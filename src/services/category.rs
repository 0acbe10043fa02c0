//! Category resolution
//!
//! Lookup-or-create semantics shared by the single-transaction and bulk
//! import paths. Titles are matched by exact value; intended uniqueness is
//! enforced here by looking up before creating, not by a storage constraint,
//! so concurrent resolvers racing on the same title can still produce
//! duplicates (accepted limitation).

use crate::error::LedgerResult;
use crate::models::Category;
use crate::storage::Storage;

/// Result of a category lookup
#[derive(Debug, Clone)]
pub enum CategoryLookup {
    /// A persisted category with this exact title exists
    Found(Category),
    /// No persisted category carries this title
    Absent,
}

/// Service for category resolution
pub struct CategoryService<'a> {
    storage: &'a Storage,
}

impl<'a> CategoryService<'a> {
    /// Create a new category service
    pub fn new(storage: &'a Storage) -> Self {
        Self { storage }
    }

    /// Look up a category by exact title
    pub fn lookup(&self, title: &str) -> LedgerResult<CategoryLookup> {
        match self.storage.categories.get_by_title(title)? {
            Some(category) => Ok(CategoryLookup::Found(category)),
            None => Ok(CategoryLookup::Absent),
        }
    }

    /// Return the existing category with this title, or create and persist
    /// a new one
    ///
    /// Idempotent: a second call with the same title finds the row created
    /// by the first.
    pub fn resolve(&self, title: &str) -> LedgerResult<Category> {
        match self.lookup(title)? {
            CategoryLookup::Found(category) => Ok(category),
            CategoryLookup::Absent => {
                let category = Category::new(title);
                self.storage.categories.upsert(category.clone())?;
                self.storage.categories.save()?;
                Ok(category)
            }
        }
    }

    /// List all categories
    pub fn list(&self) -> LedgerResult<Vec<Category>> {
        self.storage.categories.get_all()
    }
}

Exercise requirements:
Each line from the start of the listing through the line with "by exact title" is to be restated verbatim, both ends included.

Reply to the task:
filename src/services/category.rs
repository 0acbe10043fa02c0
//! Category resolution
//!
//! Lookup-or-create semantics shared by the single-transaction and bulk
//! import paths. Titles are matched by exact value; intended uniqueness is
//! enforced here by looking up before creating, not by a storage constraint,
//! so concurrent resolvers racing on the same title can still produce
//! duplicates (accepted limitation).

use crate::error::LedgerResult;
use crate::models::Category;
use crate::storage::Storage;

/// Result of a category lookup
#[derive(Debug, Clone)]
pub enum CategoryLookup {
    /// A persisted category with this exact title exists
    Found(Category),
    /// No persisted category carries this title
    Absent,
}

/// Service for category resolution
pub struct CategoryService<'a> {
    storage: &'a Storage,
}

impl<'a> CategoryService<'a> {
    /// Create a new category service
    pub fn new(storage: &'a Storage) -> Self {
        Self { storage }
    }

    /// Look up a category by exact title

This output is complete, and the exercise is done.